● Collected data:
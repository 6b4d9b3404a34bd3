use chrono::{Duration, NaiveDate, Utc};
use serde::{Deserialize, Serialize};
use std::fmt;

/// Identifies which upstream produced a raw payload.
///
/// Normalization is shape-driven rather than provider-driven, so this is
/// context for logging and diagnostics, not a dispatch key.
#[derive(Debug, Clone, Copy, PartialEq, Eq, Serialize, Deserialize)]
pub enum Provider {
    /// Naver esports REST API (LoL monthly schedule)
    NaverRest,
    /// OP.GG esports GraphQL API, LoL paged matches
    OpggLol,
    /// OP.GG esports GraphQL API, Valorant matches by series
    OpggValorant,
}

impl Provider {
    pub fn as_str(&self) -> &'static str {
        match self {
            Provider::NaverRest => "naver-rest",
            Provider::OpggLol => "opgg-lol",
            Provider::OpggValorant => "opgg-valorant",
        }
    }
}

impl fmt::Display for Provider {
    fn fmt(&self, f: &mut fmt::Formatter<'_>) -> fmt::Result {
        f.write_str(self.as_str())
    }
}

/// Inclusive date range used by the Valorant matches-by-series query.
#[derive(Debug, Clone, Copy, PartialEq, Eq)]
pub struct TimeWindow {
    pub from: NaiveDate,
    pub to: NaiveDate,
}

impl TimeWindow {
    pub fn new(from: NaiveDate, to: NaiveDate) -> Self {
        TimeWindow { from, to }
    }

    /// Rolling window starting at the current UTC date.
    pub fn rolling_days(days: i64) -> Self {
        let today = Utc::now().date_naive();
        TimeWindow {
            from: today,
            to: today + Duration::days(days),
        }
    }

    /// Window start formatted the way the providers expect (YYYY-MM-DD)
    pub fn from_str_ymd(&self) -> String {
        self.from.format("%Y-%m-%d").to_string()
    }

    /// Window end formatted the way the providers expect (YYYY-MM-DD)
    pub fn to_str_ymd(&self) -> String {
        self.to.format("%Y-%m-%d").to_string()
    }
}
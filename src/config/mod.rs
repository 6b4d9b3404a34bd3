use crate::constants::{self, env_vars};
use crate::error::AppError;
use serde::{Deserialize, Serialize};
use std::path::Path;
use tokio::fs;
use tokio::io::AsyncWriteExt;

pub mod paths;
pub mod validation;

use paths::{get_config_path, get_log_dir_path};
use validation::validate_config;

/// Configuration structure for the application.
/// Handles loading, saving, and managing application settings.
#[derive(Debug, Serialize, Deserialize, Clone)]
pub struct Config {
    /// Base URL of the Naver esports REST API. Should include https:// prefix.
    #[serde(default = "default_rest_api_domain")]
    pub rest_api_domain: String,
    /// Base URL of the OP.GG esports GraphQL API. Should include https:// prefix.
    #[serde(default = "default_graphql_api_domain")]
    pub graphql_api_domain: String,
    /// Path to the log file. If not specified, logs will be written to a default location.
    #[serde(default, skip_serializing_if = "Option::is_none")]
    pub log_file_path: Option<String>,
    /// HTTP timeout in seconds for API requests. Defaults to 30 seconds if not specified.
    #[serde(default = "default_http_timeout")]
    pub http_timeout_seconds: u64,
}

fn default_rest_api_domain() -> String {
    constants::DEFAULT_REST_API_DOMAIN.to_string()
}

fn default_graphql_api_domain() -> String {
    constants::DEFAULT_GRAPHQL_API_DOMAIN.to_string()
}

/// Default HTTP timeout in seconds
fn default_http_timeout() -> u64 {
    constants::DEFAULT_HTTP_TIMEOUT_SECONDS
}

impl Default for Config {
    fn default() -> Self {
        Config {
            rest_api_domain: default_rest_api_domain(),
            graphql_api_domain: default_graphql_api_domain(),
            log_file_path: None,
            http_timeout_seconds: default_http_timeout(),
        }
    }
}

impl Config {
    /// Loads configuration from the default config file location.
    /// If no config file exists, falls back to the built-in provider
    /// endpoints. Environment variables override config file values.
    ///
    /// # Environment Variables
    /// - `ESPORTS_REST_API_DOMAIN` - Override REST API base URL
    /// - `ESPORTS_GRAPHQL_API_DOMAIN` - Override GraphQL API base URL
    /// - `ESPORTS_LOG_FILE` - Override log file path
    /// - `ESPORTS_HTTP_TIMEOUT` - Override HTTP timeout in seconds (default: 30)
    ///
    /// # Returns
    /// * `Ok(Config)` - Successfully loaded or defaulted configuration
    /// * `Err(AppError)` - Error occurred during load
    ///
    /// # Notes
    /// - Config file is stored in platform-specific config directory
    /// - Environment variables take precedence over config file
    pub async fn load() -> Result<Self, AppError> {
        let config_path = get_config_path();

        let mut config = if Path::new(&config_path).exists() {
            let content = fs::read_to_string(&config_path).await?;
            toml::from_str(&content)?
        } else {
            Config::default()
        };

        // Override with environment variables if present
        if let Ok(rest_api_domain) = std::env::var(env_vars::REST_API_DOMAIN) {
            config.rest_api_domain = rest_api_domain;
        }

        if let Ok(graphql_api_domain) = std::env::var(env_vars::GRAPHQL_API_DOMAIN) {
            config.graphql_api_domain = graphql_api_domain;
        }

        if let Ok(log_file_path) = std::env::var(env_vars::LOG_FILE) {
            config.log_file_path = Some(log_file_path);
        }

        if let Some(timeout) = std::env::var(env_vars::HTTP_TIMEOUT)
            .ok()
            .and_then(|s| s.parse::<u64>().ok())
        {
            config.http_timeout_seconds = timeout;
        }

        // Validate configuration
        config.validate()?;

        Ok(config)
    }

    /// Validates the configuration settings
    ///
    /// # Returns
    /// * `Ok(())` - Configuration is valid
    /// * `Err(AppError)` - Configuration validation failed
    pub fn validate(&self) -> Result<(), AppError> {
        validate_config(
            &self.rest_api_domain,
            &self.graphql_api_domain,
            &self.log_file_path,
        )
    }

    /// Saves current configuration to the default config file location.
    ///
    /// # Returns
    /// * `Ok(())` - Successfully saved configuration
    /// * `Err(AppError)` - Error occurred during save
    ///
    /// # Notes
    /// - Creates config directory if it doesn't exist
    /// - Uses TOML format for storage
    pub async fn save(&self) -> Result<(), AppError> {
        let config_path = get_config_path();
        self.save_to_path(&config_path).await
    }

    /// Returns the platform-specific path for the config file.
    pub fn get_config_path() -> String {
        paths::get_config_path()
    }

    /// Returns the platform-specific path for the log directory.
    pub fn get_log_dir_path() -> String {
        paths::get_log_dir_path()
    }

    /// Displays current configuration settings to stdout.
    ///
    /// # Returns
    /// * `Ok(())` - Successfully displayed configuration
    /// * `Err(AppError)` - Error occurred while reading config
    ///
    /// # Notes
    /// - Shows config file location and current settings
    /// - Handles case when no config file exists
    pub async fn display() -> Result<(), AppError> {
        let config_path = get_config_path();
        let log_dir = get_log_dir_path();

        let config = Config::load().await?;
        println!("\nCurrent Configuration");
        println!("────────────────────────────────────");
        println!("Config Location:");
        if Path::new(&config_path).exists() {
            println!("{config_path}");
        } else {
            println!("{config_path} (not present, using defaults)");
        }
        println!("────────────────────────────────────");
        println!("REST API Domain:");
        println!("{}", config.rest_api_domain);
        println!("────────────────────────────────────");
        println!("GraphQL API Domain:");
        println!("{}", config.graphql_api_domain);
        println!("────────────────────────────────────");
        println!("HTTP Timeout:");
        println!("{} seconds", config.http_timeout_seconds);
        println!("────────────────────────────────────");
        println!("Log File Location:");
        if let Some(custom_path) = &config.log_file_path {
            println!("{custom_path}");
        } else {
            println!("{log_dir}/esports_schedule.log");
            println!("(Default location)");
        }

        Ok(())
    }

    /// Saves configuration to a custom file path.
    ///
    /// Creates the parent directory if it doesn't exist.
    ///
    /// # Arguments
    /// * `path` - The file path where the configuration should be saved
    ///
    /// # Returns
    /// * `Ok(())` - Successfully saved configuration
    /// * `Err(AppError)` - Error occurred while saving
    ///
    /// # Errors
    /// * `AppError::Config` - If the provided path has no parent directory
    /// * `AppError::Io` - If there's an I/O error creating directories or writing the file
    /// * `AppError::TomlSerialize` - If there's an error serializing the configuration
    pub async fn save_to_path(&self, path: &str) -> Result<(), AppError> {
        let config_dir = Path::new(path).parent().ok_or_else(|| {
            AppError::config_error(format!("Path '{path}' has no parent directory"))
        })?;

        if !config_dir.exists() {
            fs::create_dir_all(config_dir).await?;
        }
        let content = toml::to_string_pretty(self)?;
        let mut file = fs::File::create(path).await?;
        file.write_all(content.as_bytes()).await?;
        file.flush().await?;
        Ok(())
    }

    /// Loads configuration from a custom file path (for testing).
    #[allow(dead_code)] // Used in tests
    pub async fn load_from_path(path: &str) -> Result<Self, AppError> {
        let content = fs::read_to_string(path).await?;
        let config: Config = toml::from_str(&content)?;
        Ok(config)
    }
}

● WHAT TO WORK ON: Your answer must be a single number: how many lines of the entries above contain the string "Handles".

● OUTPUT OF THE TASK: 2